• **PROMPT**: Beginning with the first line of the entries below, quote each line until you reach and include the line with "use wasm_bindgen::JsValue;".

** RECORDS TO PROCESS follows **

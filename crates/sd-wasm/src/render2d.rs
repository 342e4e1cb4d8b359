//! Canvas2D slide painter.
//!
//! Shared by the interactive surface and client export: background cover
//! fit with CSS filters, then each layer line as shadow → stroke → fill.
//! Selection chrome and snap guides are a separate overlay pass so export
//! never draws them.

use sd_core::layout::{LayerGeometry, Viewport};
use sd_core::mapper::cover_rect;
use sd_core::{Color, LayerId, Slide, TextAlign};
use sd_editor::SnapIndicator;
use sd_render::hit::{HandleSide, body_rect, handle_rect};
use wasm_bindgen::JsValue;
use web_sys::{CanvasRenderingContext2d, HtmlImageElement};

const ACCENT: &str = "#4FC3F7";
const HANDLE_FILL: &str = "#FFFFFF";

/// Paint `slide` at `viewport` size. `geometry` must come from the same
/// slide and viewport.
pub fn paint_slide(
    ctx: &CanvasRenderingContext2d,
    slide: &Slide,
    geometry: &[LayerGeometry],
    viewport: Viewport,
    background: Option<&HtmlImageElement>,
    fallback: Color,
) {
    paint_background(ctx, slide, viewport, background, fallback);
    for geo in geometry {
        paint_layer(ctx, geo);
    }
}

// ─── Background ──────────────────────────────────────────────────────────

fn paint_background(
    ctx: &CanvasRenderingContext2d,
    slide: &Slide,
    viewport: Viewport,
    image: Option<&HtmlImageElement>,
    fallback: Color,
) {
    ctx.set_fill_style_str(&fallback.to_css());
    ctx.fill_rect(0.0, 0.0, viewport.width as f64, viewport.height as f64);

    // Not loaded yet, or failed: the fallback fill stands.
    let Some(img) = image.filter(|img| img.complete() && img.natural_width() > 0) else {
        if slide.background.is_some() {
            log::debug!("background for {} not ready; using fallback", slide.id);
        }
        return;
    };
    let Some(dest) = cover_rect(
        img.natural_width() as f32,
        img.natural_height() as f32,
        viewport,
        slide.effects.image_offset,
        slide.effects.image_offset_y,
    ) else {
        return;
    };

    ctx.save();
    ctx.set_filter(&slide.effects.to_css_filter());
    if ctx
        .draw_image_with_html_image_element_and_dw_and_dh(
            img,
            dest.x as f64,
            dest.y as f64,
            dest.width as f64,
            dest.height as f64,
        )
        .is_err()
    {
        log::warn!("drawImage failed for {}; using fallback", slide.id);
    }
    ctx.restore();
}

// ─── Text ────────────────────────────────────────────────────────────────

#[derive(Clone, Copy)]
enum Pass {
    Fill,
    Stroke,
}

fn paint_layer(ctx: &CanvasRenderingContext2d, geo: &LayerGeometry) {
    if geo.lines.is_empty() {
        return;
    }
    ctx.save();
    ctx.set_font(&geo.font.to_css());
    ctx.set_text_baseline("middle");
    ctx.set_line_join("round");

    let fill = geo.fill.to_css();
    if let Some(shadow) = &geo.shadow {
        ctx.set_shadow_color(&shadow.color.to_css());
        ctx.set_shadow_blur(shadow.blur as f64);
        ctx.set_shadow_offset_x(shadow.offset_x as f64);
        ctx.set_shadow_offset_y(shadow.offset_y as f64);
        ctx.set_fill_style_str(&fill);
        draw_lines(ctx, geo, Pass::Fill);
        clear_shadow(ctx);
    }
    if geo.stroke.width > 0.0 {
        ctx.set_stroke_style_str(&geo.stroke.color.to_css());
        ctx.set_line_width(geo.stroke.width as f64);
        draw_lines(ctx, geo, Pass::Stroke);
    }
    ctx.set_fill_style_str(&fill);
    draw_lines(ctx, geo, Pass::Fill);
    ctx.restore();
}

fn clear_shadow(ctx: &CanvasRenderingContext2d) {
    ctx.set_shadow_blur(0.0);
    ctx.set_shadow_offset_x(0.0);
    ctx.set_shadow_offset_y(0.0);
    ctx.set_shadow_color("transparent");
}

fn draw_lines(ctx: &CanvasRenderingContext2d, geo: &LayerGeometry, pass: Pass) {
    for (i, line) in geo.lines.iter().enumerate() {
        let y = geo.line_center_y(i) as f64;
        if geo.letter_spacing == 0.0 {
            ctx.set_text_align(geo.align.as_css());
            draw_run(ctx, &line.text, geo.text_anchor_x() as f64, y, pass);
        } else {
            // Canvas has no portable letter-spacing; place glyphs one by one
            // from the line's left edge.
            ctx.set_text_align(TextAlign::Left.as_css());
            let mut x = geo.line_left(i) as f64;
            let mut buf = [0u8; 4];
            for ch in line.text.chars() {
                let s = ch.encode_utf8(&mut buf);
                draw_run(ctx, s, x, y, pass);
                let advance = ctx.measure_text(s).map(|m| m.width()).unwrap_or(0.0);
                x += advance + geo.letter_spacing as f64;
            }
        }
    }
}

fn draw_run(ctx: &CanvasRenderingContext2d, text: &str, x: f64, y: f64, pass: Pass) {
    let result = match pass {
        Pass::Fill => ctx.fill_text(text, x, y),
        Pass::Stroke => ctx.stroke_text(text, x, y),
    };
    if result.is_err() {
        log::trace!("text draw failed at ({x:.1}, {y:.1})");
    }
}

// ─── Overlay ─────────────────────────────────────────────────────────────

/// Selection boxes, resize handles and snap guides for the live surface.
pub fn paint_overlay(
    ctx: &CanvasRenderingContext2d,
    geometry: &[LayerGeometry],
    selection: &[LayerId],
    snap: SnapIndicator,
    viewport: Viewport,
) {
    ctx.save();
    let selected: Vec<&LayerGeometry> = geometry
        .iter()
        .filter(|g| selection.contains(&g.layer_id))
        .collect();

    // Snapping only happens for a single selection, whose anchor then sits
    // exactly on the target.
    if let [only] = selected.as_slice()
        && snap.any()
    {
        draw_guides(ctx, only, snap, viewport);
    }

    ctx.set_stroke_style_str(ACCENT);
    ctx.set_line_width(1.5);
    for geo in &selected {
        let r = body_rect(geo);
        ctx.stroke_rect(r.x0, r.y0, r.width(), r.height());
    }

    ctx.set_line_width(1.0);
    for geo in &selected {
        for side in [HandleSide::Left, HandleSide::Right] {
            let r = handle_rect(geo, side);
            ctx.set_fill_style_str(HANDLE_FILL);
            ctx.fill_rect(r.x0, r.y0, r.width(), r.height());
            ctx.stroke_rect(r.x0, r.y0, r.width(), r.height());
        }
    }
    ctx.restore();
}

fn draw_guides(
    ctx: &CanvasRenderingContext2d,
    geo: &LayerGeometry,
    snap: SnapIndicator,
    viewport: Viewport,
) {
    ctx.set_stroke_style_str(ACCENT);
    ctx.set_line_width(1.0);
    let _ = ctx.set_line_dash(&js_sys::Array::of2(
        &JsValue::from_f64(4.0),
        &JsValue::from_f64(4.0),
    ));
    ctx.begin_path();
    let (ax, ay) = (geo.anchor.0 as f64, geo.anchor.1 as f64);
    if snap.horizontal {
        ctx.move_to(ax, 0.0);
        ctx.line_to(ax, viewport.height as f64);
    }
    if snap.vertical {
        ctx.move_to(0.0, ay);
        ctx.line_to(viewport.width as f64, ay);
    }
    ctx.stroke();
    let _ = ctx.set_line_dash(&js_sys::Array::new());
}
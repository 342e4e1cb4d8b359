//! Server-side raster renderer.
//!
//! Paints a slide into a `tiny-skia` pixmap: cover-fit background with
//! pixel filters, then every layer line as shadow → stroke → fill, using
//! the shared layout engine with font-file metrics.

use crate::assets::{AssetSource, decode_image};
use crate::error::RenderError;
use crate::filters::{FilterList, apply_filters, gaussian_blur};
use crate::text::FontMetrics;
use sd_core::layout::{LayerGeometry, ResolvedShadow, Viewport, layout_slide};
use sd_core::mapper::cover_rect;
use sd_core::{AspectRatio, Color, Slide};
use tiny_skia::{
    FillRule, FilterQuality, LineJoin, Paint, Path, Pixmap, PixmapPaint, Stroke, Transform,
};

/// Renderer-wide settings.
#[derive(Debug, Clone, PartialEq)]
pub struct RenderOptions {
    /// Painted when a slide has no background or it fails to load.
    pub fallback_background: Color,
}

impl Default for RenderOptions {
    fn default() -> Self {
        Self {
            fallback_background: Color::rgba(17.0 / 255.0, 17.0 / 255.0, 17.0 / 255.0, 1.0),
        }
    }
}

/// Stateless per call: every render allocates its own surface, so one
/// renderer can serve concurrent requests.
pub struct RasterRenderer {
    fonts: FontMetrics,
    assets: Box<dyn AssetSource>,
    options: RenderOptions,
}

impl RasterRenderer {
    pub fn new(fonts: FontMetrics, assets: impl AssetSource + 'static, options: RenderOptions) -> Self {
        Self {
            fonts,
            assets: Box::new(assets),
            options,
        }
    }

    pub fn fonts(&self) -> &FontMetrics {
        &self.fonts
    }

    /// Render `slide` at `width × height` pixels.
    ///
    /// Layout treats an empty viewport as a no-op and yields no geometry, but
    /// a bitmap cannot be empty: a zero dimension is `RenderError::Surface`
    /// and the caller keeps whatever it showed before.
    pub fn render(&self, slide: &Slide, width: u32, height: u32) -> Result<Pixmap, RenderError> {
        let mut pixmap = Pixmap::new(width, height).ok_or(RenderError::Surface { width, height })?;
        let viewport = Viewport::new(width as f32, height as f32);

        paint_background(&mut pixmap, slide, self.assets.as_ref(), &self.options);

        for geometry in layout_slide(slide, viewport, &self.fonts) {
            self.paint_layer(&mut pixmap, &geometry);
        }
        log::debug!("rendered {} at {width}x{height}", slide.id);
        Ok(pixmap)
    }

    pub fn render_png(&self, slide: &Slide, width: u32, height: u32) -> Result<Vec<u8>, RenderError> {
        encode_png(&self.render(slide, width, height)?)
    }

    /// Render at the target size of `aspect` and encode as PNG.
    pub fn export_slide(&self, slide: &Slide, aspect: AspectRatio) -> Result<Vec<u8>, RenderError> {
        let (width, height) = aspect.dimensions();
        self.render_png(slide, width, height)
    }

    fn paint_layer(&self, pixmap: &mut Pixmap, geo: &LayerGeometry) {
        let Some(vertical) = self.fonts.vertical_metrics(&geo.font) else {
            log::warn!("no face for {}; skipping layer {}", geo.font.to_css(), geo.layer_id);
            return;
        };
        let fill = paint_for(geo.fill);

        for (i, line) in geo.lines.iter().enumerate() {
            if line.text.is_empty() {
                continue;
            }
            let baseline = geo.line_center_y(i) + vertical.middle_to_baseline();
            let Some(path) = self.fonts.line_path(
                &line.text,
                &geo.font,
                geo.line_left(i),
                baseline,
                geo.letter_spacing,
            ) else {
                continue;
            };

            if let Some(shadow) = &geo.shadow {
                paint_shadow(pixmap, &path, shadow);
            }
            if geo.stroke.width > 0.0 {
                let stroke = Stroke {
                    width: geo.stroke.width,
                    line_join: LineJoin::Round,
                    ..Stroke::default()
                };
                pixmap.stroke_path(
                    &path,
                    &paint_for(geo.stroke.color),
                    &stroke,
                    Transform::identity(),
                    None,
                );
            }
            pixmap.fill_path(&path, &fill, FillRule::Winding, Transform::identity(), None);
        }
    }
}

pub fn encode_png(pixmap: &Pixmap) -> Result<Vec<u8>, RenderError> {
    pixmap
        .encode_png()
        .map_err(|e| RenderError::Encode(e.to_string()))
}

fn paint_for(color: Color) -> Paint<'static> {
    let [r, g, b, a] = color.to_rgba8();
    let mut paint = Paint::default();
    paint.set_color_rgba8(r, g, b, a);
    paint.anti_alias = true;
    paint
}

/// Fallback fill, then the cover-fit background image with its filters.
///
/// A missing or undecodable image leaves the fallback fill in place.
pub fn paint_background(
    pixmap: &mut Pixmap,
    slide: &Slide,
    assets: &dyn AssetSource,
    options: &RenderOptions,
) {
    let [r, g, b, a] = options.fallback_background.to_rgba8();
    pixmap.fill(tiny_skia::Color::from_rgba8(r, g, b, a));

    let Some(reference) = slide.background.as_deref().filter(|r| !r.is_empty()) else {
        return;
    };
    let image = match assets.load(reference).and_then(|bytes| decode_image(&bytes)) {
        Ok(image) => image,
        Err(e) => {
            log::warn!("background for {} unavailable, using fallback fill: {e}", slide.id);
            return;
        }
    };

    let target = Viewport::new(pixmap.width() as f32, pixmap.height() as f32);
    let (iw, ih) = (image.width() as f32, image.height() as f32);
    let Some(rect) = cover_rect(
        iw,
        ih,
        target,
        slide.effects.image_offset,
        slide.effects.image_offset_y,
    ) else {
        return;
    };
    let transform = Transform::from_row(rect.width / iw, 0.0, 0.0, rect.height / ih, rect.x, rect.y);
    let paint = PixmapPaint {
        quality: FilterQuality::Bicubic,
        ..PixmapPaint::default()
    };
    pixmap.draw_pixmap(0, 0, image.as_ref(), &paint, transform, None);

    apply_filters(pixmap, &FilterList::from_effects(&slide.effects));
}

/// Blurred copy of `path` in the shadow color, composited at the offset.
fn paint_shadow(pixmap: &mut Pixmap, path: &Path, shadow: &ResolvedShadow) {
    let sigma = shadow.blur / 2.0;
    let margin = (sigma * 3.0).ceil() + 1.0;
    let bounds = path.bounds();
    let origin_x = (bounds.left() - margin).floor();
    let origin_y = (bounds.top() - margin).floor();
    let width = (bounds.width() + 2.0 * margin).ceil() as u32 + 1;
    let height = (bounds.height() + 2.0 * margin).ceil() as u32 + 1;
    let Some(mut scratch) = Pixmap::new(width, height) else {
        return;
    };

    scratch.fill_path(
        path,
        &paint_for(shadow.color),
        FillRule::Winding,
        Transform::from_translate(-origin_x, -origin_y),
        None,
    );
    gaussian_blur(&mut scratch, sigma);
    pixmap.draw_pixmap(
        0,
        0,
        scratch.as_ref(),
        &PixmapPaint::default(),
        Transform::from_translate(origin_x + shadow.offset_x, origin_y + shadow.offset_y),
        None,
    );
}
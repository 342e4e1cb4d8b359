//! Client-side export: render a slide on a detached canvas and return PNG.

use crate::metrics::{CanvasMetrics, context_2d};
use crate::render2d::paint_slide;
use sd_core::layout::{Viewport, layout_slide};
use sd_core::{AspectRatio, Slide};
use sd_render::RenderOptions;
use wasm_bindgen::JsCast;
use wasm_bindgen::prelude::*;
use web_sys::{HtmlCanvasElement, HtmlImageElement};

/// Render `slide_json` at the size fixed by `aspect` (`"9:16"`, `"1:1"`,
/// `"16:9"`) and return a `data:image/png;base64,...` URL.
///
/// `background` must already be loaded; pass `undefined` to get the
/// fallback fill.
#[wasm_bindgen]
pub fn export_slide_png(
    slide_json: &str,
    aspect: &str,
    background: Option<HtmlImageElement>,
) -> Result<String, JsValue> {
    let slide: Slide =
        serde_json::from_str(slide_json).map_err(|e| JsValue::from_str(&format!("bad slide: {e}")))?;
    let viewport = export_viewport(aspect).map_err(|e| JsValue::from_str(&e))?;

    let canvas = detached_canvas(viewport)?;
    let ctx = context_2d(&canvas).map_err(|e| JsValue::from_str(&e.to_string()))?;
    let metrics = CanvasMetrics::from_context(ctx.clone());
    let geometry = layout_slide(&slide, viewport, &metrics);
    log::debug!(
        "export {} at {}×{}: {} layer(s)",
        slide.id,
        viewport.width,
        viewport.height,
        geometry.len()
    );

    paint_slide(
        &ctx,
        &slide,
        &geometry,
        viewport,
        background.as_ref(),
        RenderOptions::default().fallback_background,
    );
    canvas.to_data_url_with_type("image/png")
}

/// Target size for an aspect ratio string.
pub fn export_viewport(aspect: &str) -> Result<Viewport, String> {
    let (w, h) = aspect.parse::<AspectRatio>()?.dimensions();
    Ok(Viewport::new(w as f32, h as f32))
}

fn detached_canvas(viewport: Viewport) -> Result<HtmlCanvasElement, JsValue> {
    let document = web_sys::window()
        .and_then(|w| w.document())
        .ok_or_else(|| JsValue::from_str("no document to create an export canvas in"))?;
    let canvas: HtmlCanvasElement = document.create_element("canvas")?.dyn_into()?;
    canvas.set_width(viewport.width as u32);
    canvas.set_height(viewport.height as u32);
    Ok(canvas)
}
//! Hit testing: point → layer or resize handle.
//!
//! Walks layer geometry front-to-back (last painted is topmost). Resize
//! handles of selected layers take precedence over every layer body, so a
//! handle overlapping another layer's text still grabs the handle.

use kurbo::{Point, Rect};
use sd_core::layout::{BOX_PADDING, LayerGeometry};
use sd_core::LayerId;

/// Side length of the square resize handles, in layout pixels.
pub const HANDLE_SIZE: f64 = 16.0;

/// Which wrap-box edge a resize handle sits on.
#[derive(Debug, Clone, Copy, PartialEq, Eq, Hash)]
pub enum HandleSide {
    Left,
    Right,
}

/// What a pointer landed on.
#[derive(Debug, Clone, Copy, PartialEq, Eq)]
pub enum Hit {
    /// The layer's padded content box.
    Body(LayerId),
    /// A resize handle of a selected layer.
    Handle { layer: LayerId, side: HandleSide },
}

impl Hit {
    pub fn layer(&self) -> LayerId {
        match *self {
            Hit::Body(id) | Hit::Handle { layer: id, .. } => id,
        }
    }
}

/// Padded content box: the draggable region.
pub fn body_rect(geometry: &LayerGeometry) -> Rect {
    let b = geometry.content_bounds;
    Rect::new(
        f64::from(b.x),
        f64::from(b.y),
        f64::from(b.right()),
        f64::from(b.bottom()),
    )
    .inflate(f64::from(BOX_PADDING), f64::from(BOX_PADDING))
}

/// Handle square centered on one wrap-box edge at the anchor's height.
pub fn handle_rect(geometry: &LayerGeometry, side: HandleSide) -> Rect {
    let edge = match side {
        HandleSide::Left => geometry.bounds.x,
        HandleSide::Right => geometry.bounds.right(),
    };
    Rect::from_center_size(
        Point::new(f64::from(edge), f64::from(geometry.anchor.1)),
        (HANDLE_SIZE, HANDLE_SIZE),
    )
}

/// Find what is under `(px, py)`. Returns `None` on empty background.
pub fn hit_test(
    geometry: &[LayerGeometry],
    selected: &[LayerId],
    px: f32,
    py: f32,
) -> Option<Hit> {
    let point = Point::new(f64::from(px), f64::from(py));

    for geo in geometry.iter().rev() {
        if !selected.contains(&geo.layer_id) {
            continue;
        }
        for side in [HandleSide::Left, HandleSide::Right] {
            if handle_rect(geo, side).contains(point) {
                return Some(Hit::Handle {
                    layer: geo.layer_id,
                    side,
                });
            }
        }
    }

    geometry
        .iter()
        .rev()
        .find(|geo| body_rect(geo).contains(point))
        .map(|geo| Hit::Body(geo.layer_id))
}

#[cfg(test)]
mod tests {
    use super::*;
    use pretty_assertions::assert_eq;
    use sd_core::layout::{Viewport, layout_slide};
    use sd_core::{LayerKind, MonospaceMetrics, Slide, TextLayer};

    const VIEWPORT: Viewport = Viewport {
        width: 1000.0,
        height: 1000.0,
    };

    fn two_layer_slide() -> (Slide, LayerId, LayerId) {
        let mut back = TextLayer::new(LayerKind::Body, "back layer");
        back.font_size = Some(20.0);
        let mut front = TextLayer::new(LayerKind::Body, "front");
        front.font_size = Some(20.0);
        let (b, f) = (back.id, front.id);
        (Slide::new().with_layers(vec![back, front]), b, f)
    }

    #[test]
    fn topmost_body_wins() {
        let (slide, _, front) = two_layer_slide();
        let geo = layout_slide(&slide, VIEWPORT, &MonospaceMetrics::default());
        assert_eq!(hit_test(&geo, &[], 500.0, 500.0), Some(Hit::Body(front)));
    }

    #[test]
    fn padding_extends_body() {
        let (slide, back, _) = two_layer_slide();
        let geo = layout_slide(&slide, VIEWPORT, &MonospaceMetrics::default());
        // "back layer" is 120px wide, centered: 440..560. Padding reaches 432.
        assert_eq!(hit_test(&geo, &[], 435.0, 500.0), Some(Hit::Body(back)));
        assert_eq!(hit_test(&geo, &[], 425.0, 500.0), None);
    }

    #[test]
    fn handles_only_for_selected_layers() {
        let (slide, back, _) = two_layer_slide();
        let geo = layout_slide(&slide, VIEWPORT, &MonospaceMetrics::default());
        // Wrap box is 80% wide: edges at 100 and 900.
        assert_eq!(hit_test(&geo, &[], 900.0, 500.0), None);
        assert_eq!(
            hit_test(&geo, &[back], 900.0, 500.0),
            Some(Hit::Handle {
                layer: back,
                side: HandleSide::Right
            })
        );
        assert_eq!(
            hit_test(&geo, &[back], 101.0, 505.0).map(|h| h.layer()),
            Some(back)
        );
    }

    #[test]
    fn miss_on_background() {
        let (slide, _, _) = two_layer_slide();
        let geo = layout_slide(&slide, VIEWPORT, &MonospaceMetrics::default());
        assert_eq!(hit_test(&geo, &[], 10.0, 10.0), None);
    }
}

** End of RECORDS TO PROCESS **

• **WRITTEN ANSWER**:
filename crates/sd-wasm/src/render2d.rs
repository 342e4e1cb4d8b359
//! Canvas2D slide painter.
//!
//! Shared by the interactive surface and client export: background cover
//! fit with CSS filters, then each layer line as shadow → stroke → fill.
//! Selection chrome and snap guides are a separate overlay pass so export
//! never draws them.

use sd_core::layout::{LayerGeometry, Viewport};
use sd_core::mapper::cover_rect;
use sd_core::{Color, LayerId, Slide, TextAlign};
use sd_editor::SnapIndicator;
use sd_render::hit::{HandleSide, body_rect, handle_rect};
use wasm_bindgen::JsValue;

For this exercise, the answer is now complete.